Ibarra EL NORTE newspaper published days ago an interview with the president of the company ENSA (Sold-Gold) in Ecuador, engineer Jason Thomas Ward, who presided over an event in the camp from where the Cascabel mining project is generated, same as for the so-called “ Rainforest Action Group (Rainforest Action Group) there are observations.

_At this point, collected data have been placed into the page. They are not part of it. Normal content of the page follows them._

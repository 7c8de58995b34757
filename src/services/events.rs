use std::{
    collections::HashMap,
    sync::{Arc, Mutex},
};

use chrono::{DateTime, Utc};
use serde::Serialize;
use tokio::sync::broadcast;
use uuid::Uuid;

const CHANNEL_CAPACITY: usize = 256;

#[derive(Debug, Clone, Copy, PartialEq, Eq, PartialOrd, Ord, Hash, Serialize)]
#[serde(rename_all = "snake_case")]
pub enum ProgressPhase {
    Init,
    DomainDiscovery,
    PrivacyCrawl,
    LeadExtraction,
    Storage,
    Complete,
}

#[derive(Debug, Clone, Serialize)]
pub struct ProgressEvent {
    pub phase: ProgressPhase,
    pub operation: String,
    pub progress: f64,
    pub details: serde_json::Value,
    pub timestamp: DateTime<Utc>,
}

impl ProgressEvent {
    pub fn new(
        phase: ProgressPhase,
        operation: impl Into<String>,
        progress: f64,
        details: serde_json::Value,
    ) -> Self {
        let progress = match progress.is_nan() {
            true => 0.0,
            false => progress.clamp(0.0, 1.0),
        };

        ProgressEvent {
            phase,
            operation: operation.into(),
            progress,
            details,
            timestamp: Utc::now(),
        }
    }
}

/// Receives the domain events of one scrape run.
pub trait ScrapeEventSink: Send + Sync {
    fn publish(&self, event: ProgressEvent);
}

pub struct NullSink;

impl ScrapeEventSink for NullSink {
    fn publish(&self, _event: ProgressEvent) {}
}

struct JobChannel {
    sender: broadcast::Sender<ProgressEvent>,
    latest: Option<ProgressEvent>,
}

/// Fan-out of progress events keyed by job id.
#[derive(Default)]
pub struct ProgressHub {
    jobs: Mutex<HashMap<Uuid, JobChannel>>,
}

impl ProgressHub {
    pub fn new() -> Self {
        ProgressHub::default()
    }

    /// Creates the job's channel. Only a running job has one.
    pub fn open(&self, job_id: Uuid) {
        let mut jobs = self.jobs.lock().unwrap_or_else(|e| e.into_inner());
        jobs.entry(job_id).or_insert_with(|| JobChannel {
            sender: broadcast::channel(CHANNEL_CAPACITY).0,
            latest: None,
        });
    }

    /// Most recent event plus a receiver for what follows, or `None` when the
    /// job has no open channel.
    pub fn subscribe(
        &self,
        job_id: Uuid,
    ) -> Option<(Option<ProgressEvent>, broadcast::Receiver<ProgressEvent>)> {
        let jobs = self.jobs.lock().unwrap_or_else(|e| e.into_inner());
        jobs.get(&job_id)
            .map(|channel| (channel.latest.clone(), channel.sender.subscribe()))
    }

    pub fn publish(&self, job_id: Uuid, event: ProgressEvent) {
        log::info!(
            "Job {} | {:?} | {} | {:.0}% | {}",
            job_id,
            event.phase,
            event.operation,
            event.progress * 100.0,
            event.details
        );

        let mut jobs = self.jobs.lock().unwrap_or_else(|e| e.into_inner());
        let Some(channel) = jobs.get_mut(&job_id) else {
            log::debug!("Job {} has no open progress channel", job_id);
            return;
        };
        channel.latest = Some(event.clone());
        // No subscribers is fine.
        _ = channel.sender.send(event);
    }

    /// Drops the job's channel so open streams terminate.
    pub fn close(&self, job_id: Uuid) {
        let mut jobs = self.jobs.lock().unwrap_or_else(|e| e.into_inner());
        jobs.remove(&job_id);
    }

    pub fn sink(self: &Arc<Self>, job_id: Uuid) -> JobProgressSink {
        JobProgressSink {
            hub: self.clone(),
            job_id,
        }
    }
}

pub struct JobProgressSink {
    hub: Arc<ProgressHub>,
    job_id: Uuid,
}

impl ScrapeEventSink for JobProgressSink {
    fn publish(&self, event: ProgressEvent) {
        self.hub.publish(self.job_id, event);
    }
}

#[cfg(test)]
mod tests {
    use serde_json::json;

    use super::*;

    #[test]
    fn progress_is_clamped() {
        let event = ProgressEvent::new(ProgressPhase::Init, "start", 1.7, json!({}));
        assert_eq!(event.progress, 1.0);

        let event = ProgressEvent::new(ProgressPhase::Init, "start", f64::NAN, json!({}));
        assert_eq!(event.progress, 0.0);
    }

    #[test]
    fn phases_are_ordered() {
        assert!(ProgressPhase::Init < ProgressPhase::DomainDiscovery);
        assert!(ProgressPhase::DomainDiscovery < ProgressPhase::PrivacyCrawl);
        assert!(ProgressPhase::PrivacyCrawl < ProgressPhase::LeadExtraction);
        assert!(ProgressPhase::LeadExtraction < ProgressPhase::Storage);
        assert!(ProgressPhase::Storage < ProgressPhase::Complete);
        assert_eq!(
            serde_json::to_value(ProgressPhase::DomainDiscovery).unwrap(),
            json!("domain_discovery")
        );
    }

    #[tokio::test]
    async fn hub_delivers_to_subscribers() {
        let hub = Arc::new(ProgressHub::new());
        let job_id = Uuid::new_v4();
        hub.open(job_id);
        let (latest, mut receiver) = hub.subscribe(job_id).unwrap();
        assert!(latest.is_none());

        hub.sink(job_id).publish(ProgressEvent::new(
            ProgressPhase::LeadExtraction,
            "fetching page",
            0.5,
            json!({"url": "https://mueller-bau.de"}),
        ));

        let event = receiver.recv().await.unwrap();
        assert_eq!(event.phase, ProgressPhase::LeadExtraction);
        assert_eq!(event.operation, "fetching page");

        let (latest, _) = hub.subscribe(job_id).unwrap();
        assert_eq!(latest.unwrap().progress, 0.5);

        hub.close(job_id);
        assert!(receiver.recv().await.is_err());
    }

    #[test]
    fn closed_or_unknown_jobs_leave_no_channel_behind() {
        let hub = ProgressHub::new();
        let job_id = Uuid::new_v4();

        assert!(hub.subscribe(job_id).is_none());

        hub.open(job_id);
        hub.publish(
            job_id,
            ProgressEvent::new(ProgressPhase::Complete, "done", 1.0, json!({})),
        );
        hub.close(job_id);

        assert!(hub.subscribe(job_id).is_none());
        hub.publish(
            job_id,
            ProgressEvent::new(ProgressPhase::Complete, "done", 1.0, json!({})),
        );
        assert!(hub.subscribe(job_id).is_none());
        assert!(hub.jobs.lock().unwrap().is_empty());
    }
}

Questioning. "The time has come to question the Cascabel mining project in the province of Imbabura," the document said. As representatives of the Australian organization that investigates the actions of Australian mining companies in Ecuador, we appreciate this opportunity to raise our concerns about the environmental impacts of mining in the Cascabel concession that ENSA and Sol-Gold seem to have missed, he said. Anthony Amis of the Rainforest Action Group (MRAG). The Cascabel concession is part of the Mira River basin, and is surrounded by mature primary and secondary forests that house endangered species, and protect pristine micro basins, he said.
Concern. Our main concerns with mining in Cascabel focus on the impacts on the ecosystem caused by the mine itself and those resulting from the infrastructure associated with the mine, as well as the toxic wastes generated by mining activities, says Anthony Amis.
Another view. Carlos Zorrilla, a critical environmentalist for mining at Intag, shared the Rainforest Action Group document, noting that “a topic that (Jason) Ward did not touch on, is what to do with the huge amount of groundwater with which they will meet drill at depths of at least 2 kilometers. Have they informed their investors about the amount of arsenic with which copper and gold are contaminated?” he asked.
This issue, said Zorrilla, is of great international importance, “since the Chinese, where a good part of the world's copper is refined, made it illegal when importing metal concentrates with a content of more than 0.5% arsenic. The gold concentrate of one of the Azuay mines, Fruta del Norte, contains 10% arsenic. ”
Affects. Since the Cascabel concession is part of the Mira river basin, which then crosses Colombia, pollutants that put this river system at risk could cause an international incident. The contamination is likely to affect the thousands of users who live downstream of the mine, including municipalities that depend on the river to provide drinking water to their fellow citizens; farmers, ranchers, fish farmers, etc., said Amis.